1991: The Birmingham Six are released. The 6 Irishmen had been wrongly sentenced to life imprisonment in 1975 for the IRA Birmingham pub bombings in 1974. Their convictions were declared unsafe and unsatisfactory and quashed by the Court of Appeal on 14 March 1991. The six men were later awarded financial compensation ranging from £840,000 to £1.2 million.
1979: Factory Plane Crash in China. At least 200 people are killed when a plane crashes into a factory in China. According to some sources, the plane had previously been stolen by the pilot who was not qualified to fly it.
1960: The leaders of Germany and Israel confer for the first time. 15 years after the end of World War II, West German Chancellor Konrad Adenauer and Israeli Prime Minister David Ben-Gurion met at the Waldorf-Astoria in New York.
2018: Identical twins were no longer identical after one returned from a mission to space.
Astronaut Scott Kelly spent one year in space, and upon his return, NASA found his genes had changed by 7%.
2018: English theoretical physicist Stephen Hawking, who was best known for his work on the physics of black holes and for the book A Brief History of Time: From the Big Bang to Black Holes (1988), died at age 76.
2021: Beyoncé won her 28th Grammy Award, breaking the world record for most Grammys won by an artist.
2021: Nigeria music stars and rapper Burna Boy and Wizkid each win Grammy awards– Burna Boy, for Best Global Album for Twice as Tall and Wizkid for Best Music Video for Brown Skin Girl.

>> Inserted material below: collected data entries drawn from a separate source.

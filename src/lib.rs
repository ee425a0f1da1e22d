//! Firebird client binding for Rust
//!
//! A typed statement layer over the Firebird engine API: prepared statements
//! marshal parameters and columns between Rust values and the engine's raw
//! message buffers, with null tracking, exact scaled-numeric semantics and
//! generic tuple, struct and variant binding.
//!
//! The engine itself sits behind the traits in [`engine`]. The crate ships an
//! in-process backend, [`engine::memory::MemoryEngine`], which lays messages
//! out exactly as the engine does.
//!
//! # Example
//!
//! ```
//! use fbclient_rs::{
//!     Attachment, AttachmentOptions, Client, Result, Statement, StatementOptions, Transaction,
//!     TransactionOptions,
//! };
//!
//! fn main() -> Result<()> {
//!     let client = Client::memory();
//!     let options = AttachmentOptions::new().with_create_database(true);
//!     let attachment = Attachment::connect(&client, "mem:employee", &options)?;
//!     let mut transaction = Transaction::start(&attachment, &TransactionOptions::new())?;
//!
//!     let mut statement = Statement::prepare(
//!         &attachment,
//!         &transaction,
//!         "select cast(? as integer) n, cast(? as varchar(20)) s from rdb$database",
//!         &StatementOptions::new(),
//!     )?;
//!     statement.set_params((42, "hello"))?;
//!     statement.execute(&transaction)?;
//!
//!     let (n, s): (i32, String) = statement.row()?;
//!     assert_eq!((n, s.as_str()), (42, "hello"));
//!
//!     transaction.commit()?;
//!     Ok(())
//! }
//! ```

pub mod attachment;
pub mod client;
pub mod cursor;
pub mod engine;
pub mod error;
pub mod protocol;
pub mod statement;
pub mod transaction;

// Re-export main types
pub use attachment::{Attachment, AttachmentOptions};
pub use client::Client;
pub use cursor::{Cursor, RowCursor};
pub use error::{Error, Result};
pub use protocol::types::{
    AdjustedType, BlobId, DecFloat, DecFloat16, DecFloat34, Descriptor, Descriptors, OpaqueDate,
    OpaqueDecFloat16, OpaqueDecFloat34, OpaqueInt128, OpaqueTime, OpaqueTimeTz, OpaqueTimestamp,
    OpaqueTimestampTz, Scaled, ScaledInt128, ScaledInt16, ScaledInt32, ScaledInt64,
    ScaledOpaqueInt128, SqlType, TimeTz, TimestampTz, Value, ValueKind,
};
pub use statement::{
    CursorType, Decode, Encode, FromField, FromRow, Params, Statement, StatementOptions,
    StatementType, Variant,
};
pub use transaction::{
    AccessMode, IsolationLevel, ReadCommittedMode, Transaction, TransactionOptions,
    TransactionState, WaitMode,
};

Births on This Day, March 14
Simone Biles, 27 years
Simone Biles: The most decorated American gymnast, Biles is a three-time world all-around champion (2013–15), three-time world floor champion (2013–15), two-time world balance beam champion (2014, 2015), four-time United States national all-around champion (2013–16), and a member of the gold medal-winning American teams at the 2014 and 2015 World Artistic Gymnastics Championships. She is 27 years old today.
Alexander du Toit (14 March 1878 – 25 February 1948)
Alexander Logie du Toit FRS was a geologist from South Africa and an early proponent of the theory of the ancient earth having two supper continents that collided to form a single continent Pangea, which later broke apart into today’s continents. After mapping South Africa’s geological formations, he traveled to South America in 1923 to test his theory and found as evidence the continuation of South Africa’s rock formations in Argentina, Brazil, and Paraguay. He died at the age of 69.
Albert Einstein (14 March 1879 – 18 April 1955)
Albert Einstein was a German-born theoretical physicist who is widely held to be one of the greatest and most influential scientists of all time. Scientists know him for revolutionizing physics with his general theory of relativity. He died at the age of 76.